PROVIDED DATA: Begin
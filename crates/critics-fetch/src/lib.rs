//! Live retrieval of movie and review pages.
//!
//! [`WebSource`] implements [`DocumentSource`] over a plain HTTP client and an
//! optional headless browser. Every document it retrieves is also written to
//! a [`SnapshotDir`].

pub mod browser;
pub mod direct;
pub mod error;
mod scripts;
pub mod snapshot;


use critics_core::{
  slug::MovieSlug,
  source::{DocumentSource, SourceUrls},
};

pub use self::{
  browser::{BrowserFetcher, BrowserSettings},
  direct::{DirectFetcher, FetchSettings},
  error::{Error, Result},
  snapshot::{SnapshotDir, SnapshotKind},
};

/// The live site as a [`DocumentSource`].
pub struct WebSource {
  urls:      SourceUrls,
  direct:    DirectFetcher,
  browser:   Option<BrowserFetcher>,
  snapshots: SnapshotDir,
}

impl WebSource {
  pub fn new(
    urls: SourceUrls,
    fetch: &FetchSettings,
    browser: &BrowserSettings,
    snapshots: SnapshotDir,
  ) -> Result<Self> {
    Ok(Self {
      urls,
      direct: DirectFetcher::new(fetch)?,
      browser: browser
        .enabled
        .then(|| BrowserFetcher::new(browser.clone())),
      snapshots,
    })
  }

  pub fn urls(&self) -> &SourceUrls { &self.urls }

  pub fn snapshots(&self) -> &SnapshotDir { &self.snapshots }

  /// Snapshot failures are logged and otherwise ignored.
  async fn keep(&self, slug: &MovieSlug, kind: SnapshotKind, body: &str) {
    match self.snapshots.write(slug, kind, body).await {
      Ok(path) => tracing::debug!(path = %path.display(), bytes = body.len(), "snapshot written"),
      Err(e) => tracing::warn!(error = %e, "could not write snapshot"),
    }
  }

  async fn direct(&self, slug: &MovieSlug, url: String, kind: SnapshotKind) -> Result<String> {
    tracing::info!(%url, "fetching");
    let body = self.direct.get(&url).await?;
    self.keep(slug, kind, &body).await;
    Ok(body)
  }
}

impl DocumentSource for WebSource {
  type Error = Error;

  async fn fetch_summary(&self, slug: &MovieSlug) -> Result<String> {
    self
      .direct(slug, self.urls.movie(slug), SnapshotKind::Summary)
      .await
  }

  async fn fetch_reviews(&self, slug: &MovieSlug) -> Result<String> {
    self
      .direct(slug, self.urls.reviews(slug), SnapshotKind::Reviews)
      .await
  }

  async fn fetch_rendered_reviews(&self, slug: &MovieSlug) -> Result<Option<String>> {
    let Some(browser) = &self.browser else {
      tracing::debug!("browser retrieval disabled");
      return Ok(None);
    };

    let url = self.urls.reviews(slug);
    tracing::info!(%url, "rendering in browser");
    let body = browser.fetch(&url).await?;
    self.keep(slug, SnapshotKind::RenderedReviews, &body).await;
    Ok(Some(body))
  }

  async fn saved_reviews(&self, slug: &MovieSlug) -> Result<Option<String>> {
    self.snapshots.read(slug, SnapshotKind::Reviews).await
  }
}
PROVIDED DATA: End
PROVIDED DATA: Begin
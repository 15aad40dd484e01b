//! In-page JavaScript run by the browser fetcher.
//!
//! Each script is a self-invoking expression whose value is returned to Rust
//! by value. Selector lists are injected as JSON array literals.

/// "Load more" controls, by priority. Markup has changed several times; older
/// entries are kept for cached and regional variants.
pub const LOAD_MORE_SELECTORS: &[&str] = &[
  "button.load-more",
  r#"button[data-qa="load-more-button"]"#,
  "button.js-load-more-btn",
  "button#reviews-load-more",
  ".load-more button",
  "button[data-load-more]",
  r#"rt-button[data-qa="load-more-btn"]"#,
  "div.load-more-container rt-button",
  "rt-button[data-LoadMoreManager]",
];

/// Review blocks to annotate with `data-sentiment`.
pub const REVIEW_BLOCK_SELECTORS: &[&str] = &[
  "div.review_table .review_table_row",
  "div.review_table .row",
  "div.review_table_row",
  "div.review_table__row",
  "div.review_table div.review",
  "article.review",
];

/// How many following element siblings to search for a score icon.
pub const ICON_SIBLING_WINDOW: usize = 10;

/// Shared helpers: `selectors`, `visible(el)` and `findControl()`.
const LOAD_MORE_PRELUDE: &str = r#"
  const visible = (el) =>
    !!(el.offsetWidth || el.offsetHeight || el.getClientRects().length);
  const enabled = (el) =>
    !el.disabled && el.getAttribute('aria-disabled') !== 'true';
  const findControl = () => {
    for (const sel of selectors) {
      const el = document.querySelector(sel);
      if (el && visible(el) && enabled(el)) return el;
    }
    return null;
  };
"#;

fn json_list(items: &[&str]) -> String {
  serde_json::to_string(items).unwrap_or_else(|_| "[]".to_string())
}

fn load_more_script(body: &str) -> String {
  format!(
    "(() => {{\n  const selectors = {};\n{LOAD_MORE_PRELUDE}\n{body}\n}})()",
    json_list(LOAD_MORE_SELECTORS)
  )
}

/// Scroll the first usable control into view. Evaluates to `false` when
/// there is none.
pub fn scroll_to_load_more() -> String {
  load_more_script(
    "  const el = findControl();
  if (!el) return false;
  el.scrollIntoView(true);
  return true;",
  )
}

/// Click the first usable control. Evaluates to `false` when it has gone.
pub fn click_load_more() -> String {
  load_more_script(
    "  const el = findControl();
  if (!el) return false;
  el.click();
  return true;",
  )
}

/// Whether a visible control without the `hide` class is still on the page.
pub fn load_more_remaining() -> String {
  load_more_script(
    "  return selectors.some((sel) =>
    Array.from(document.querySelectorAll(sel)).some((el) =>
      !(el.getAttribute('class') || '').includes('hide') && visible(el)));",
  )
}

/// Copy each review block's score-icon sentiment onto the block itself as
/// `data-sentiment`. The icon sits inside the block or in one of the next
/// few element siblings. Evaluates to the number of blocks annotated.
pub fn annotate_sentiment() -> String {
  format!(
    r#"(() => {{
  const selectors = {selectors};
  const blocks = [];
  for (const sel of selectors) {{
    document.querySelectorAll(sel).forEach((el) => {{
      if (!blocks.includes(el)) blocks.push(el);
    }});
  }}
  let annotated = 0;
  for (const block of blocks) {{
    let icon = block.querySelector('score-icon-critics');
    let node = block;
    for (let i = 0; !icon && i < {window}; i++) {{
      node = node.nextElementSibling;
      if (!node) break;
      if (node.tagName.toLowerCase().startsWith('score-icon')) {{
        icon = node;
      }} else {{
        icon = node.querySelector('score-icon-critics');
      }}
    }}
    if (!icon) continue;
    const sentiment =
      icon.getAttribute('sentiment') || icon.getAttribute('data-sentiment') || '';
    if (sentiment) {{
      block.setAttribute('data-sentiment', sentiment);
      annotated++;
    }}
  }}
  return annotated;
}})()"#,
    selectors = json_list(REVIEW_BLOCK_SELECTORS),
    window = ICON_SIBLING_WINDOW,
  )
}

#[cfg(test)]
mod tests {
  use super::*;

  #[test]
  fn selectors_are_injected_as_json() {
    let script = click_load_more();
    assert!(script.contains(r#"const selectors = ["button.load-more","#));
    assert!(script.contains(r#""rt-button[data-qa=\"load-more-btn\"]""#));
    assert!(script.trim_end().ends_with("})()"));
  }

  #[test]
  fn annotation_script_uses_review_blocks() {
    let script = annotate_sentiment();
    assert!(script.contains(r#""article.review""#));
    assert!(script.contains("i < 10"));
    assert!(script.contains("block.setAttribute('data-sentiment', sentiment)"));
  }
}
PROVIDED DATA: End
PROVIDED DATA: Begin
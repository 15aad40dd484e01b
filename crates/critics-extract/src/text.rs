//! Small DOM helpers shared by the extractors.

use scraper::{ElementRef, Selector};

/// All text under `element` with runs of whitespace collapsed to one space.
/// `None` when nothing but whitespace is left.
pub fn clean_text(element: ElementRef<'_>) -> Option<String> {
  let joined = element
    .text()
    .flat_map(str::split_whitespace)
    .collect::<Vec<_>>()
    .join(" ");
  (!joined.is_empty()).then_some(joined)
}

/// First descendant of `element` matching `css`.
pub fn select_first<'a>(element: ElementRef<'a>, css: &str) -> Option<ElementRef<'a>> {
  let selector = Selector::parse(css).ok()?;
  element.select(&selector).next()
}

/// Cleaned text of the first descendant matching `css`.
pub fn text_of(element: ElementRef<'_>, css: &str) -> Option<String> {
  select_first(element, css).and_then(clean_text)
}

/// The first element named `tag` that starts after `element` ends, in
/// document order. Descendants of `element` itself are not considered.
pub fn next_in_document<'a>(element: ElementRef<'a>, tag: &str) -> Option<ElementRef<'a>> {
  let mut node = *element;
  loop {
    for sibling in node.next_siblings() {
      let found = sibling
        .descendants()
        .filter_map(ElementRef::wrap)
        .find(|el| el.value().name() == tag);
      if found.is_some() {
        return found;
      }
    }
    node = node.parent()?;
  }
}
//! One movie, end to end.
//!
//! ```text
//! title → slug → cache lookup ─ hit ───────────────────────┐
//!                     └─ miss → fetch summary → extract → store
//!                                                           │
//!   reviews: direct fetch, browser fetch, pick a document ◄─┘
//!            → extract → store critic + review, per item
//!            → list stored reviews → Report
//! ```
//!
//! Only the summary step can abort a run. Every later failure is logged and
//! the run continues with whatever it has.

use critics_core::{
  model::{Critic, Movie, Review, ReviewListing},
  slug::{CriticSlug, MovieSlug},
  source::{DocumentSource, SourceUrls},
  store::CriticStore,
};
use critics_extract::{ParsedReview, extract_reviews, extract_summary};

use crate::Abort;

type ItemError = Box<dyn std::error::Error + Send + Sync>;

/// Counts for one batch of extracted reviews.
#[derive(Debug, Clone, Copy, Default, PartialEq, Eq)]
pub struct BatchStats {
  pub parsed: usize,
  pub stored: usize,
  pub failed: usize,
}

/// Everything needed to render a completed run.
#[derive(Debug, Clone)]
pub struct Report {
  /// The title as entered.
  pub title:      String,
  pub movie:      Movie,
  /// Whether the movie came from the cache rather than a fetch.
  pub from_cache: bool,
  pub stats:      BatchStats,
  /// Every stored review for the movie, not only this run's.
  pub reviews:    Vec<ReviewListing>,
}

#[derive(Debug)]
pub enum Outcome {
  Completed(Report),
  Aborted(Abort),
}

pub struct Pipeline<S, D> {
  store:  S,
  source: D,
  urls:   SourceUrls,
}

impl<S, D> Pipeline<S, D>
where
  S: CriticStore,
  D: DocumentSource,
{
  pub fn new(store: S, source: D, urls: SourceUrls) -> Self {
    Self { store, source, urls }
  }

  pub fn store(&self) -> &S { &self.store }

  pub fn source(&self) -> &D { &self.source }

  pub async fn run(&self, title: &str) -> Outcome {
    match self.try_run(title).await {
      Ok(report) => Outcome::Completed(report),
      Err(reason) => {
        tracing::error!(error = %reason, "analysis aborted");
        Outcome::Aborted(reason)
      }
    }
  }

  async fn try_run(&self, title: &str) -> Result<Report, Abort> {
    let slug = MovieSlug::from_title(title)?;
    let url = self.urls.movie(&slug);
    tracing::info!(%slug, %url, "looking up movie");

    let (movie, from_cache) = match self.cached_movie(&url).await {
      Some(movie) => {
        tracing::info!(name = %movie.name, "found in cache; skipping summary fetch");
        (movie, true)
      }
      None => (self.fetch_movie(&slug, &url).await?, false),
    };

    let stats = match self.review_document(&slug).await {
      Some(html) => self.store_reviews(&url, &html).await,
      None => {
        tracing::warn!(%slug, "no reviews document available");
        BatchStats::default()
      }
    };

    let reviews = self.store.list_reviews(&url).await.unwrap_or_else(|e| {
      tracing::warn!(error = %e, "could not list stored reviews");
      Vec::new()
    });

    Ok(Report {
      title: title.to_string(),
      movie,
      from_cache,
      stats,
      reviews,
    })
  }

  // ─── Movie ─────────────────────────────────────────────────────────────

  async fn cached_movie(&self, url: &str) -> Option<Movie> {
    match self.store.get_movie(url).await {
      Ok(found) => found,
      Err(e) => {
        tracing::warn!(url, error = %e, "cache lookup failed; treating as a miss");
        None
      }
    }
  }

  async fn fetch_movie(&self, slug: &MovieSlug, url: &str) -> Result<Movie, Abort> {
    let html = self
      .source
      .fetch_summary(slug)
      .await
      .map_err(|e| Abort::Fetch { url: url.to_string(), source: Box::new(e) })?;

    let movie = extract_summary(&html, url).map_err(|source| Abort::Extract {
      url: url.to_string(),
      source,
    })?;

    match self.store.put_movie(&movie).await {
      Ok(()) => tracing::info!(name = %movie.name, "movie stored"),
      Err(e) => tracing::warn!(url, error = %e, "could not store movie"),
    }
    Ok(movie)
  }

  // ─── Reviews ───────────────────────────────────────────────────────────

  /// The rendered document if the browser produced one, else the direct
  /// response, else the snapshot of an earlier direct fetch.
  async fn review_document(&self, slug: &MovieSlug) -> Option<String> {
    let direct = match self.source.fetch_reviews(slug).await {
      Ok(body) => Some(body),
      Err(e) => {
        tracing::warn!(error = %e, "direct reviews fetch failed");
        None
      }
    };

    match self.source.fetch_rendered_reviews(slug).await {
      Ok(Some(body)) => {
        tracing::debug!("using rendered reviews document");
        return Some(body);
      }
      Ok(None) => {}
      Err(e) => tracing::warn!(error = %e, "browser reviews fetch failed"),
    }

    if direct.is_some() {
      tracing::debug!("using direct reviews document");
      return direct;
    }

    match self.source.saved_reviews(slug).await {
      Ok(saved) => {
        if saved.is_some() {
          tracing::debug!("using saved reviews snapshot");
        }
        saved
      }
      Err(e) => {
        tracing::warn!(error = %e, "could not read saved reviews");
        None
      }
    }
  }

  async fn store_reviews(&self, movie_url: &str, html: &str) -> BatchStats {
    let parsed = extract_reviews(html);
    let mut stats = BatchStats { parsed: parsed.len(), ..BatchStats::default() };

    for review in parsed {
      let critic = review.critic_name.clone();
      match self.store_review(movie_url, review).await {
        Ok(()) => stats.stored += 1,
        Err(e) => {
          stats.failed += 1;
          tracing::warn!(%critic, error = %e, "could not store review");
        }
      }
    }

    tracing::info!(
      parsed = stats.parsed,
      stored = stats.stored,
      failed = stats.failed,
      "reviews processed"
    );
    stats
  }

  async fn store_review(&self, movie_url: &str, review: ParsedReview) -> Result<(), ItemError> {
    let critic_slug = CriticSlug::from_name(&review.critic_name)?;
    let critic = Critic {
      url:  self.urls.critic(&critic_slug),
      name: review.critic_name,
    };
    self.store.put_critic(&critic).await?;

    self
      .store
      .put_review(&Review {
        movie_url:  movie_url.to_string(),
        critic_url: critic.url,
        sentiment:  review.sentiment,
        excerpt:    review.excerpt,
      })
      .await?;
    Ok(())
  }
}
PROVIDED DATA: End
== WHAT TO DO ==
From the data above, show each line that contains "Result".

== REPLY TO THE EXERCISE ==
  error::{Error, Result},
  ) -> Result<Self> {
  async fn direct(&self, slug: &MovieSlug, url: String, kind: SnapshotKind) -> Result<String> {
  async fn fetch_summary(&self, slug: &MovieSlug) -> Result<String> {
  async fn fetch_reviews(&self, slug: &MovieSlug) -> Result<String> {
  async fn fetch_rendered_reviews(&self, slug: &MovieSlug) -> Result<Option<String>> {
  async fn saved_reviews(&self, slug: &MovieSlug) -> Result<Option<String>> {
  async fn try_run(&self, title: &str) -> Result<Report, Abort> {
  async fn fetch_movie(&self, slug: &MovieSlug, url: &str) -> Result<Movie, Abort> {
  async fn store_review(&self, movie_url: &str, review: ParsedReview) -> Result<(), ItemError> {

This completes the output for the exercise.